Gestational diabetes mellitus (GDM) and excessive body weight are two key risk factors for adverse perinatal outcomes. However, it is not clear whether restricted gestational weight gain (GWG) is favorable to reduce the risk for adverse pregnancy and neonatal outcomes in women with GDM. Therefore, this study aimed to assess the association of GWG after an oral glucose tolerance test with maternal and neonatal outcomes.

Methods

This prospective cohort study assessed the association of GWG after an oral glucose tolerance test (OGTT) with pregnancy and neonatal outcomes in 3126 women with GDM, adjusted for age, pre-pregnancy body mass index, height, gravidity, parity, adverse history of pregnancy, GWG before OGTT, blood glucose level at OGTT and late pregnancy. The outcomes included the prevalence of pregnancy-induced hypertension (PIH) and preeclampsia, large for gestational age (LGA), small for gestational age, macrosomia, low birth weight, preterm birth, and birth by cesarean section.
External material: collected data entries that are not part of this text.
//! Configuration constants and tuning parameters for the pi engine.
//!
//! This module centralizes the series constants and all thresholds to
//! facilitate tuning and keep the engine and the assembler consistent.
//!
//! # Threshold Justifications
//!
//! The crossover values are derived from benchmarks on a multi-core desktop
//! and mark the points where the cost profile of the computation changes.

/// Fixed constants of the Chudnovsky series.
///
/// These are part of the series definition and are not tunable.
pub mod chudnovsky {
    /// `640320³ / 24`, the per-term denominator factor of `Q(a, a+1)`.
    pub const Q_FACTOR: u64 = 10_939_058_860_032_000;

    /// Linear coefficient of the term numerator `545140134·a + 13591409`.
    pub const LINEAR_A: u64 = 545_140_134;

    /// Constant coefficient of the term numerator.
    pub const LINEAR_B: u64 = 13_591_409;

    /// `640320^{3/2} / 12 / sqrt(10005)`, the numerator multiplier of the final formula.
    pub const NUMERATOR: u32 = 426_880;

    /// Radicand of the final square root.
    pub const SQRT_RADICAND: u32 = 10_005;

    /// Decimal digits contributed by one series term (rounded down, ~14.1816).
    pub const DIGITS_PER_TERM: u64 = 14;

    /// Guard digits added to every request before deriving terms and precision.
    pub const GUARD_DIGITS: u64 = 4;

    /// Working bits per decimal digit, expressed as a ratio (3.33 = 333 / 100).
    ///
    /// Slightly above $\log_2 10 \approx 3.3219$ so the fixed-point result
    /// carries more bits than the digits it has to render.
    pub const BITS_PER_DIGIT_NUM: u64 = 333;
    pub const BITS_PER_DIGIT_DEN: u64 = 100;
}

/// Evaluation thresholds for the binary-splitting engine.
pub mod thresholds {
    /// Lower bound for the calibrated parallel term threshold.
    ///
    /// Below this range size the rayon task overhead dominates the tiny
    /// multiplications at the leaves of the recursion.
    pub const MIN_PARALLEL_TERMS: u64 = 64;

    /// Upper bound for the calibrated parallel term threshold.
    pub const MAX_PARALLEL_TERMS: u64 = 2_048;

    /// Range size (in terms) below which `Adaptive` evaluation stays sequential.
    ///
    /// 1,500 terms is roughly 21,000 digits. Smaller requests finish in a few
    /// milliseconds, so spawning tasks would only add latency.
    pub const ADAPTIVE_PARALLEL_TERMS: u64 = 1_500;

    /// Bit-length threshold for using FFT vs standard multiplication.
    ///
    /// When both operands of a combine product exceed this bit length,
    /// FFT-based multiplication is used instead of the library multiplication.
    ///
    /// Set conservatively to ensure FFT overhead is amortized.
    pub const FFT_BIT_THRESHOLD: usize = 200_000;
}

/// Memory and safety limits.
pub mod limits {
    /// Largest digit count accepted by the assembler.
    ///
    /// Keeps the power of ten inside the `u32` exponent of `PiOps::power`.
    pub const MAX_DIGITS: u64 = 1_000_000_000;

    /// Maximum memory allocation (in bytes) before rejecting a request.
    ///
    /// Default: 8 GB. Prevents out-of-memory aborts on extreme inputs.
    pub const SAFE_MEMORY_BYTES: u64 = 8 * 1024 * 1024 * 1024;
}

/// FFT-specific tuning parameters.
pub mod fft {
    /// Widest limb, in bits, used to spread operands into FFT samples.
    ///
    /// # Precision Constraint
    ///
    /// Must satisfy: $2 \times \text{width} + \log_2(\text{fft\_size}) < 53$
    ///
    /// With 13-bit limbs the constraint holds up to an FFT size of $2^{26}$.
    /// Larger transforms narrow the limbs, see [`layout`].
    pub const BASE_BITS_DEFAULT: usize = 13;

    /// Narrowest limb tried before giving up on FFT multiplication.
    pub const MIN_BASE_BITS: usize = 10;

    /// Mantissa bits of an `f64`, the bound of every exact convolution sample.
    pub const MANTISSA_BITS: usize = 53;

    /// Number of root-level products evaluated at the same time by the
    /// parallel combine step.
    pub const CONCURRENT_PRODUCTS: u64 = 4;

    /// Picks the limb width and transform size for a product of operands of
    /// `a_bits` and `b_bits` bits.
    ///
    /// Tries the widest limb first and narrows it until the precision
    /// constraint holds. Returns `None` when no width down to
    /// [`MIN_BASE_BITS`] fits.
    pub fn layout(a_bits: u64, b_bits: u64) -> Option<(usize, usize)> {
        (MIN_BASE_BITS..=BASE_BITS_DEFAULT).rev().find_map(|width| {
            let w = width as u64;
            let limbs = a_bits.div_ceil(w).checked_add(b_bits.div_ceil(w))?;
            let size = usize::try_from(limbs).ok()?.checked_next_power_of_two()?;
            (2 * width + (size.trailing_zeros() as usize) < MANTISSA_BITS).then_some((width, size))
        })
    }

    /// Bytes allocated by one FFT product of operands of `a_bits` and `b_bits`
    /// bits: two complex signals plus the rounded coefficients.
    pub fn scratch_bytes(a_bits: u64, b_bits: u64) -> u64 {
        match layout(a_bits, b_bits) {
            Some((width, size)) => {
                let limbs = a_bits.div_ceil(width as u64) + b_bits.div_ceil(width as u64);
                (size as u64).saturating_mul(2 * 16).saturating_add(limbs * 8)
            }
            None => 0,
        }
    }
}

#[cfg(test)]
mod tests {
    use super::*;

    #[test]
    fn parallel_bounds_are_ordered() {
        assert!(
            thresholds::MIN_PARALLEL_TERMS < thresholds::MAX_PARALLEL_TERMS,
            "MIN_PARALLEL_TERMS must be less than MAX_PARALLEL_TERMS"
        );
    }

    #[test]
    fn q_factor_is_640320_cubed_over_24() {
        let c: u128 = 640_320;
        assert_eq!(c * c * c / 24, chudnovsky::Q_FACTOR as u128);
    }

    #[test]
    fn bits_per_digit_exceeds_log2_10() {
        let ratio = chudnovsky::BITS_PER_DIGIT_NUM as f64 / chudnovsky::BITS_PER_DIGIT_DEN as f64;
        assert!(ratio > std::f64::consts::LOG2_10);
    }

    #[test]
    fn fft_layout_respects_mantissa() {
        for log2 in [10u32, 20, 26, 27, 28, 30, 31, 33, 36] {
            let bits = 1u64 << log2;
            if let Some((width, size)) = fft::layout(bits, bits) {
                assert!(
                    2 * width + (size.trailing_zeros() as usize) < fft::MANTISSA_BITS,
                    "width {} with size {} loses precision",
                    width,
                    size
                );
                assert!((size as u64) * width as u64 >= 2 * bits);
            }
        }
    }

    #[test]
    fn fft_layout_narrows_limbs_for_large_products() {
        assert_eq!(fft::layout(1_000_000, 1_000_000).map(|l| l.0), Some(13));
        // 2^31 samples at 12 bits would need 55 bits of mantissa
        let (width, size) = fft::layout(5_000_000_000, 5_000_000_000).unwrap();
        assert!(width < 12);
        assert!(2 * width + (size.trailing_zeros() as usize) < 53);
        assert_eq!(fft::layout(u64::MAX, u64::MAX), None);
    }

    #[test]
    fn fft_scratch_counts_both_signals() {
        // 2 * 2^17 limbs of 13 bits fit a 2^18 transform
        let bits = 13 * (1u64 << 17);
        let limbs = 2 * (1u64 << 17);
        assert_eq!(fft::scratch_bytes(bits, bits), (1u64 << 18) * 32 + limbs * 8);
        assert_eq!(fft::scratch_bytes(u64::MAX, u64::MAX), 0);
    }

    #[test]
    fn limits_are_reasonable() {
        assert!(limits::MAX_DIGITS <= u32::MAX as u64);
        assert!(limits::SAFE_MEMORY_BYTES >= 1024 * 1024 * 1024);
    }
}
GDM was diagnosed according to the criteria established by the International Association of Diabetes and Pregnancy Study Groups.

Results

GWG after OGTT was positively associated with risk for overall adverse pregnancy outcomes (adjusted odds ratio [aOR] = 1.72, 95% confidence interval [CI] = 1.50–1.97), LGA (aOR = 1.29, 95%CI = 1.13–1.47), macrosomia (aOR = 1.24, 95%CI = 1.06–1.46) and birth by cesarean section (aOR = 1.91, 95%CI = 1.67–2.19) in women with GDM. Further analyses revealed that a combination of excessive GWG before OGTT and after OGTT increased the risk of PIH and preeclampsia, LGA, macrosomia, and birth by cesarean section compared with adequate GWG throughout pregnancy. In contrast, GWG below the Institute of Medicine guideline after OGTT did not increase the risk of adverse perinatal outcomes despite GWG before OGTT.

Conclusion

Excessive GWG after OGTT was associated with an elevated risk of adverse pregnancy outcomes, while insufficient GWG after OGTT did not increase the risk of LBW. Restricting GWG after diagnosis of GDM in women with excessive GWG in the first half of pregnancy may be beneficial to prevent PIH and preeclampsia, LGA, macrosomia, and birth by cesarean section.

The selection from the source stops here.